Por María Cecilia Sánchez
La
hojarasca
Gabriel
García Márquez
Buenos
Aires:
Editorial
Sudamericana, S.A.
1972
En
una entrevista dada a la Televisión Española, GGM dijo que lo primero para él,
en la creación, es una imagen. Esta condición, que es la del poeta, es la que
se imprime desde las primeras páginas de su novela La hojarasca, escrita en
1955. Se cuentan varias historias, sí, pero el recorrido no es puramente
narrativo: el tiempo se fragmenta en los personajes, y los personajes
fragmentan la imagen. Esta nos es dada, al principio, por el epígrafe, extraído
de Antígona, donde se dictamina que el cadáver de Polinice ha de quedar insepulto para alimento
de los buitres. ¿Dónde? En esa tierra que a fuerza de recibir desperdicios de
otros pueblos, ha incorporado a sus gérmenes la hojarasca extraña que llega
tempestuosamente. Ahora es orgánica, y aunque la hojarasca haya pasado, las
vidas de sus habitantes y las de los que vienen, han quedado marcadas.
El
primer tiempo es el inmemorial, el de los antepasados, de cuyos cuerpos ya no
se encontrarían los huesos ni aunque se escarbase la tierra hasta el absurdo;
sin embargo, su memoria pesa como los vestidos y los trastos que los deudos
arrastran consigo en cada movimiento. Así han llegado los primeros habitantes a
Macondo. Después fueron Las Bananeras. Ahora es el sol de mediodía, la siesta, la
noche y la espera hacen de los tiempos de Macondo un pozo efervescente de pugnas
entre el pasado y el deseo, entre la vida y un entierro, entre las deudas y la suspensión
por la ausencia de pago y la ausencia del otro.
Parsimonia.
“Si el tiempo de adentro tuviera el mismo ritmo del de afuera, ahora estaríamos
a pleno sol, con el ataúd en la mitad de la calle.” Pero el tiempo de adentro
siempre es distinto del de afuera. Así, extemporáneo el padre, porque insiste
en llevar a cabo una acción que para el resto del pueblo es causa de reproche,
extemporánea la madre que aparece viva en la imagen de la hija ante el espejo cuando
se casa con “trapos que al menos me servirán de mortaja”, extemporánea la
muerte ante los ojos de un niño que descubre su vida y la vida de los pájaros.

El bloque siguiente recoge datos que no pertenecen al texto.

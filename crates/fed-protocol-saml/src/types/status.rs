//! SAML Status types.

use super::{status_codes, sub_status_codes};
use crate::error::{SamlError, SamlResult};
use crate::xml::{escape, XmlElement};

/// SAML protocol status.
#[derive(Debug, Clone, PartialEq, Eq)]
pub struct Status {
    /// The status code.
    pub status_code: StatusCode,

    /// Optional status message.
    pub status_message: Option<String>,
}

impl Status {
    /// Creates a success status.
    #[must_use]
    pub fn success() -> Self {
        Self {
            status_code: StatusCode::success(),
            status_message: None,
        }
    }

    /// Success with a `PartialLogout` sub-status.
    #[must_use]
    pub fn partial_logout() -> Self {
        Self {
            status_code: StatusCode::success()
                .with_sub_status(StatusCode::new(sub_status_codes::PARTIAL_LOGOUT)),
            status_message: Some("Some sessions could not be terminated".to_string()),
        }
    }

    /// Creates a requester error status.
    #[must_use]
    pub fn requester_error(message: impl Into<String>) -> Self {
        Self {
            status_code: StatusCode::requester(),
            status_message: Some(message.into()),
        }
    }

    /// Creates a responder error status.
    #[must_use]
    pub fn responder_error(message: impl Into<String>) -> Self {
        Self {
            status_code: StatusCode::responder(),
            status_message: Some(message.into()),
        }
    }

    /// Builds the status describing a rejected message.
    #[must_use]
    pub fn from_error(error: &SamlError) -> Self {
        let mut code = StatusCode::new(error.status_code());
        if let Some(sub) = error.sub_status_code() {
            code = code.with_sub_status(StatusCode::new(sub));
        }
        Self {
            status_code: code,
            status_message: Some(error.to_string()),
        }
    }

    /// Returns true if this status indicates success.
    #[must_use]
    pub fn is_success(&self) -> bool {
        self.status_code.is_success()
    }

    /// Returns true for success carrying a `PartialLogout` sub-status.
    #[must_use]
    pub fn is_partial_logout(&self) -> bool {
        self.is_success()
            && self.status_code.sub_status_value() == Some(sub_status_codes::PARTIAL_LOGOUT)
    }

    /// Sets the status message.
    #[must_use]
    pub fn with_message(mut self, message: impl Into<String>) -> Self {
        self.status_message = Some(message.into());
        self
    }

    pub(crate) fn to_xml(&self) -> String {
        let message = self
            .status_message
            .as_deref()
            .map(|m| format!("<samlp:StatusMessage>{}</samlp:StatusMessage>", escape(m)))
            .unwrap_or_default();
        format!(
            "<samlp:Status>{}{message}</samlp:Status>",
            self.status_code.to_xml()
        )
    }

    /// Reads the `Status` child of a response element.
    pub(crate) fn from_element(response: &XmlElement) -> SamlResult<Self> {
        let status = response
            .child("Status")
            .ok_or_else(|| SamlError::MissingElement("Status".to_string()))?;
        let code = status
            .child("StatusCode")
            .ok_or_else(|| SamlError::MissingElement("StatusCode".to_string()))?;
        Ok(Self {
            status_code: StatusCode::from_element(code)?,
            status_message: status.child_text("StatusMessage").map(str::to_string),
        })
    }
}

impl Default for Status {
    fn default() -> Self {
        Self::success()
    }
}

/// SAML status code.
///
/// Status codes can be nested, with a top-level code and optional sub-code.
#[derive(Debug, Clone, PartialEq, Eq)]
pub struct StatusCode {
    /// The status code URI value.
    pub value: String,

    /// Optional nested status code providing more detail.
    pub status_code: Option<Box<StatusCode>>,
}

impl StatusCode {
    /// Creates a new status code with the given value.
    #[must_use]
    pub fn new(value: impl Into<String>) -> Self {
        Self {
            value: value.into(),
            status_code: None,
        }
    }

    /// Creates a success status code.
    #[must_use]
    pub fn success() -> Self {
        Self::new(status_codes::SUCCESS)
    }

    /// Creates a requester error status code.
    #[must_use]
    pub fn requester() -> Self {
        Self::new(status_codes::REQUESTER)
    }

    /// Creates a responder error status code.
    #[must_use]
    pub fn responder() -> Self {
        Self::new(status_codes::RESPONDER)
    }

    /// Adds a sub-status code.
    #[must_use]
    pub fn with_sub_status(mut self, sub: StatusCode) -> Self {
        self.status_code = Some(Box::new(sub));
        self
    }

    /// Returns true if this is a success status code.
    #[must_use]
    pub fn is_success(&self) -> bool {
        self.value == status_codes::SUCCESS
    }

    /// Returns the sub-status code value if present.
    #[must_use]
    pub fn sub_status_value(&self) -> Option<&str> {
        self.status_code.as_ref().map(|s| s.value.as_str())
    }

    fn to_xml(&self) -> String {
        match &self.status_code {
            Some(sub) => format!(
                r#"<samlp:StatusCode Value="{}">{}</samlp:StatusCode>"#,
                escape(&self.value),
                sub.to_xml()
            ),
            None => format!(r#"<samlp:StatusCode Value="{}"/>"#, escape(&self.value)),
        }
    }

    fn from_element(element: &XmlElement) -> SamlResult<Self> {
        let value = element.required_attr("Value")?.to_string();
        let status_code = match element.child("StatusCode") {
            Some(sub) => Some(Box::new(Self::from_element(sub)?)),
            None => None,
        };
        Ok(Self { value, status_code })
    }
}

Afuera el tiempo de las exigencias, los chantajes y los misterios perturbadores
de los unos para los otros, sin solución.
Y
la única pregunta hecha a tiempo, cuando había que contestarse, pero que no
obtuvo respuesta, fue dicha por el médico al coronel; indagaba si éste se daba
cuenta para dónde iba esa hojarasca que los invadía, pero el coronel no la
entendió. Ahora que va a enterrar al médico, en contra del deseo de todo el
pueblo, la recuerda. Un pueblo olvida que ha olvidado y luego quiere apedrear a
quien se acomoda en ese olvido.
En
la tensión del calor, los resentimientos y la perplejidad lo único que constata
la vida es que el niño se mueva: “Mientras se mueva algo puede saberse que el
tiempo ha transcurrido. Antes no. Antes de que algo se mueva es el tiempo
eterno, el sudor, la camisa babeando sobre el pellejo y el muerto insobornable
y frío, detrás de su lengua mordida".